All that changed when she met real-life Holocaust survivor Ludwig ‘Lale’ Sokolov in 2003 in Melbourne, who opened up to her about his life at the infamous Auschwitz-Birkenau Concentration Camp ran by the Nazis in occupied Poland during the Second World War.

Sokolov was a tatowierer (tattooist) at the camp. His job was to mark his fellow prisoners.

There he met Gita, the love of his life, whom he married after the war (there was a fair bit of drama before that happened).

He also met Cilka Klein, who was just 16 years old when she arrived at the Auschwitz-Birkenau Concentration Camp.

The Commandant at Birkenau, German SS-Obersturmführer Johann Schwarzhuber, picked her out from among the female prisoners and made her his mistress.

Separated from her own family (some of whom died at the camp) and faced with condemnation from others who deemed her a traitor, Cilka tried to use her position to help others when possible.

“She is the bravest person I ever met,” Sokolov said about Cilka in The Tattooist of Auschwitz.

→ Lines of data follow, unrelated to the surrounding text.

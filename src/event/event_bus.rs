// SPDX-License-Identifier: MPL-2.0
// This Source Code Form is subject to the terms of the Mozilla Public
// License, v. 2.0. If a copy of the MPL was not distributed with this
// file, You can obtain one at https://mozilla.org/MPL/2.0/.

//! Event bus for broadcasting pipeline events.

use tokio::sync::broadcast;

use super::PipelineEvent;

/// Default channel capacity for the event bus.
const DEFAULT_CHANNEL_CAPACITY: usize = 256;

/// Broadcasts [`PipelineEvent`]s to any number of observers.
///
/// Publishing never blocks and never fails: with no observers the event is
/// discarded, and an observer that falls more than the channel capacity
/// behind receives `RecvError::Lagged`.
#[derive(Debug, Clone)]
pub struct EventBus {
    sender: broadcast::Sender<PipelineEvent>,
}

impl EventBus {
    /// Creates a new event bus with default capacity.
    #[must_use]
    pub fn new() -> Self {
        Self::with_capacity(DEFAULT_CHANNEL_CAPACITY)
    }

    /// Creates a new event bus with the specified capacity.
    #[must_use]
    pub fn with_capacity(capacity: usize) -> Self {
        let (sender, _) = broadcast::channel(capacity);
        Self { sender }
    }

    /// Subscribes to pipeline events published from now on.
    #[must_use]
    pub fn subscribe(&self) -> broadcast::Receiver<PipelineEvent> {
        self.sender.subscribe()
    }

    /// Returns the number of active observers.
    #[must_use]
    pub fn subscriber_count(&self) -> usize {
        self.sender.receiver_count()
    }

    /// Publishes an event to all observers.
    pub fn publish(&self, event: PipelineEvent) {
        // No observers is fine
        let _ = self.sender.send(event);
    }
}

impl Default for EventBus {
    fn default() -> Self {
        Self::new()
    }
}

#[cfg(test)]
mod tests {
    use super::*;

    #[test]
    fn new_bus_has_no_subscribers() {
        let bus = EventBus::new();
        assert_eq!(bus.subscriber_count(), 0);
    }

    #[test]
    fn drop_subscriber_decrements_count() {
        let bus = EventBus::new();
        let rx = bus.subscribe();
        assert_eq!(bus.subscriber_count(), 1);
        drop(rx);
        assert_eq!(bus.subscriber_count(), 0);
    }

    #[tokio::test]
    async fn publish_delivers_to_multiple_subscribers() {
        let bus = EventBus::new();
        let mut rx1 = bus.subscribe();
        let mut rx2 = bus.subscribe();

        bus.publish(PipelineEvent::KeepAliveSent);

        assert_eq!(rx1.recv().await.unwrap(), PipelineEvent::KeepAliveSent);
        assert_eq!(rx2.recv().await.unwrap(), PipelineEvent::KeepAliveSent);
    }

    #[test]
    fn publish_without_subscribers_is_silent() {
        let bus = EventBus::with_capacity(4);
        bus.publish(PipelineEvent::SnapshotDispatched);
        assert_eq!(bus.subscriber_count(), 0);
    }

    #[test]
    fn clone_shares_same_channel() {
        let bus1 = EventBus::new();
        let bus2 = bus1.clone();
        let mut rx = bus1.subscribe();
        bus2.publish(PipelineEvent::SnapshotDispatched);
        assert_eq!(rx.try_recv().unwrap(), PipelineEvent::SnapshotDispatched);
    }
}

Based on Sokolov’s recollections and her own research into women who lived in Siberian prison camps, Morris wrote Cilka’s Journey, which captures what happened to this brave protagonist after the liberation of Birkenau by the Russians.

Due to her “special position” at the camp, Cilka who was then 18 years old was deemed a Nazi collaborator, and sentenced to an isolated prison camp in Siberia, the Vorkuta gulag, for 15 years.

Speaking from London where she was promoting her new book, Morris explained that she had always wanted to tell Cilka’s story.

“But then you never know how these things are going to go,” said the author, who admitted she had no idea if a publisher would publish her first book, let alone a second one.

That was why she decided to give Cilka more emphasis in The Tattooist, so that readers could learn more about her.

“I had hoped that I would be given the opportunity to tell her story.

“I am just happy that it got to happen.”

Australia has the second largest number of Holocaust survivors outside of Israel, and Morris managed to interview several of them to find out more about Cilka.

“I met women in their 40s and 50s, who had known Cilka all their lives, who would tell me about what she was like after leaving the gulag.

“That made it easy to form this wonderful picture of this girl, this woman.”

While doing more research on Cilka’s story, Morris interviewed many elderly survivors of the holocaust who are now in their 80s and 90s, and heard gripping stories about rape that had never been voiced before.

When asked, these women said how they were not able to tell anyone about what they had endured, but even more sad is the fact that no one had ever asked them before either.

“I think it is a shame, our shame that we have allowed these women, who were girls then, to keep this secret.”

That made Morris all the more convinced that their stories needed to come out.

Despite surviving her situation, Cilka carried a lot of guilt, and despite being praised for saving the lives of many people, she was reluctant to accept any credit.

Survivors’ guilt was, perhaps, the one prison she never left.

Both of Morris’ books will resonate with readers, considering terrible things are happening to young women and refugees around the world.

“Sometimes I despair that we are not learning anything from history at all.”